Amazon Grocery Store Plan: Will It Help Or Hurt Retail?

Amazon recently announced a plan to expand into the retail grocery channel beyond their current presence resulting from their acquisition of Whole Foods. Many people know that the internet shopping giant bought Whole Foods for about $14 billion in June 2017, which provided them with a foothold into the grocery business.

The image of Whole Foods from the consumer standpoint is that it is an expensive, almost elitist place to shop for groceries that many in the general public feel they can get a better value at a mainstream grocery chain. Amazon attempted to alter this consumer sentiment around Whole Foods, but when those were unsuccessful, this could have at least contributed to their decision to enter into the retail grocery business in a way that will reach a wider gamut of consumer demographics.

The plan is to open stores in targeted U.S. markets with just a few outlets in each market to test out the concept. The first Amazon grocery store of this type will open in Los Angeles as soon as the end of 2019, if everything goes as planned.

Then, the concept would be rolled out to ten or twelve strategic geographic areas throughout the country. The new grocery brand would sell less expensive products than Whole Foods, would carry a large selection of Amazon’s private label brands, and would carry national brands that are precluded from the Whole Foods shelves based on the food product standards set by that chain.

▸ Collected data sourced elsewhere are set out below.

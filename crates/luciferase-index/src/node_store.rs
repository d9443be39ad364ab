//! The node store: a `BTreeMap` keyed by [`SFCKey`], protected by a single
//! reader-writer lock. `BTreeMap`'s ordering matches `SFCKey`'s own total
//! order, so SFC-range queries are plain `BTreeMap::range` calls rather
//! than a bespoke navigable-set structure.

use std::collections::BTreeMap;

use luciferase_geometry::{KeyKind, SFCKey};
use parking_lot::RwLock;

use crate::node::Node;

/// Concurrency-safe store of `SFCKey -> Node`, always containing at least
/// the level-0 root.
pub struct NodeStore {
    kind: KeyKind,
    nodes: RwLock<BTreeMap<SFCKey, Node>>,
    /// Recycled nodes from merges, reused by the next subdivision instead
    /// of allocating a fresh `SmallVec` every time.
    pool: RwLock<Vec<Node>>,
}

impl NodeStore {
    #[must_use]
    pub fn new(kind: KeyKind) -> Self {
        let mut nodes = BTreeMap::new();
        nodes.insert(SFCKey::root(kind), Node::leaf());
        Self {
            kind,
            nodes: RwLock::new(nodes),
            pool: RwLock::new(Vec::new()),
        }
    }

    /// Take a recycled, cleared node from the pool, or allocate one.
    #[must_use]
    pub fn take_pooled(&self) -> Node {
        self.pool.write().pop().unwrap_or_else(Node::leaf)
    }

    /// Return a removed node's storage to the pool for reuse.
    fn recycle(&self, mut node: Node) {
        node.entities.clear();
        node.set_cached_aabb(None);
        node.clear_children();
        let mut pool = self.pool.write();
        if pool.len() < 256 {
            pool.push(node);
        }
    }

    #[must_use]
    pub const fn kind(&self) -> KeyKind {
        self.kind
    }

    /// Read-only snapshot of a node, if present.
    #[must_use]
    pub fn get(&self, key: &SFCKey) -> Option<Node> {
        self.nodes.read().get(key).cloned()
    }

    #[must_use]
    pub fn contains(&self, key: &SFCKey) -> bool {
        self.nodes.read().contains_key(key)
    }

    /// Run `f` against the node at `key`, creating an empty leaf first if
    /// absent.
    pub fn with_node_mut<R>(&self, key: SFCKey, f: impl FnOnce(&mut Node) -> R) -> R {
        let mut guard = self.nodes.write();
        let node = guard.entry(key).or_insert_with(Node::leaf);
        f(node)
    }

    pub fn insert(&self, key: SFCKey, node: Node) {
        self.nodes.write().insert(key, node);
    }

    pub fn remove(&self, key: &SFCKey) -> Option<Node> {
        let removed = self.nodes.write().remove(key);
        if let Some(node) = removed.clone() {
            self.recycle(node);
        }
        removed
    }

    #[must_use]
    pub fn len(&self) -> usize {
        self.nodes.read().len()
    }

    #[must_use]
    pub fn is_empty(&self) -> bool {
        self.len() == 0
    }

    /// All `(key, node)` pairs with key in `[lo, hi]`, matching the SFC
    /// key order (ancestors sort before descendants).
    #[must_use]
    pub fn range(&self, lo: SFCKey, hi: SFCKey) -> Vec<(SFCKey, Node)> {
        self.nodes
            .read()
            .range(lo..=hi)
            .map(|(k, v)| (*k, v.clone()))
            .collect()
    }

    /// All `(key, node)` pairs currently stored, for callers doing a full
    /// scan (small indexes, tests, diagnostics).
    #[must_use]
    pub fn all(&self) -> Vec<(SFCKey, Node)> {
        self.nodes.read().iter().map(|(k, v)| (*k, v.clone())).collect()
    }
}

#[cfg(test)]
mod tests {
    use super::*;

    #[test]
    fn new_store_contains_only_the_root() {
        let store = NodeStore::new(KeyKind::Tetree);
        assert_eq!(store.len(), 1);
        assert!(store.contains(&SFCKey::root(KeyKind::Tetree)));
    }

    #[test]
    fn with_node_mut_creates_missing_nodes() {
        let store = NodeStore::new(KeyKind::Morton);
        let key = SFCKey::root(KeyKind::Morton).child(2).unwrap();
        store.with_node_mut(key, |node| node.insert_entity(luciferase_types::EntityId::new(7)));
        assert!(store.contains(&key));
        assert_eq!(store.get(&key).unwrap().entities.len(), 1);
    }

    #[test]
    fn removed_nodes_are_recycled_for_reuse() {
        let store = NodeStore::new(KeyKind::Morton);
        let key = SFCKey::root(KeyKind::Morton).child(0).unwrap();
        store.with_node_mut(key, |node| node.insert_entity(luciferase_types::EntityId::new(1)));
        store.remove(&key);
        let pooled = store.take_pooled();
        assert!(pooled.entities.is_empty());
    }

    #[test]
    fn range_returns_keys_in_sfc_order() {
        let store = NodeStore::new(KeyKind::Morton);
        let root = SFCKey::root(KeyKind::Morton);
        for i in 0..8u8 {
            store.with_node_mut(root.child(i).unwrap(), |_| {});
        }
        let lo = root.child(0).unwrap();
        let hi = root.child(7).unwrap();
        let keys: Vec<_> = store.range(lo, hi).into_iter().map(|(k, _)| k).collect();
        let mut sorted = keys.clone();
        sorted.sort();
        assert_eq!(keys, sorted);
        assert_eq!(keys.len(), 8);
    }
}
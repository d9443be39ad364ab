//! Status tracking and alerting: per-partition transition/health history via
//! a fixed-capacity ring buffer, staleness detection, and threshold-based
//! alert evaluation (§6 "Status Tracker / Monitor").

pub mod monitor;
pub mod ring;

pub use monitor::{AggregateHealth, AlertEvent, AlertKind, HealthSnapshot, StatusMonitor};
pub use ring::RingBuffer;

The decision to carry those national brands would open up a pathway for Amazon to benefit from the huge amounts of money that those companies spend for shelf space and advertising at Point of Purchase type of campaigns. The new grocery brand would also provide Amazon with a way to enroll more people in Prime memberships with some sort of promotional incentive either at the point of enrollment, or for future shopping trips.

Currently, Amazon provides a 10% discount for Prime members when they shop at Whole Foods store locations. This will serve as a model for the new grocery brand in order to incentivize memberships to their Prime service. Amazon will also be able to cross-promote more items from their website during an in-store shopping experience.

Furthermore, Amazon announced in the plans for this new grocery brand that they will have a service that allows shoppers to select the items on the website and set it up for pick-up in the store location, creating what Amazon believes will be the new way that the consumer purchases groceries.

The decision will have a gigantic ripple effect on the grocery industry. The established retail grocery chains are going to have to lower their overhead costs prior to Amazon entering their industry space. That could translate into job cutbacks, layoffs, or restructuring the number of full-time workers or hours that are given out by the mainstream grocery players. The one controllable aspect of a low profit margin business such as the grocery channel is the labor cost.

The other significant component to this news by Amazon is that they are looking to lease spaces that also allow them to sell beauty and personal care products. Those types of products generally have a higher profit margin, and Amazon has their own private label brands which allow for excellent cost control.

My past writing on the food industry and the retail shopping changes that have taken place over the years have centered more on certain chains going bankrupt or discontinuing a product due to a recall or sluggish sales. This situation is rare: a new player actually joining the brick and mortar segment of the retail landscape.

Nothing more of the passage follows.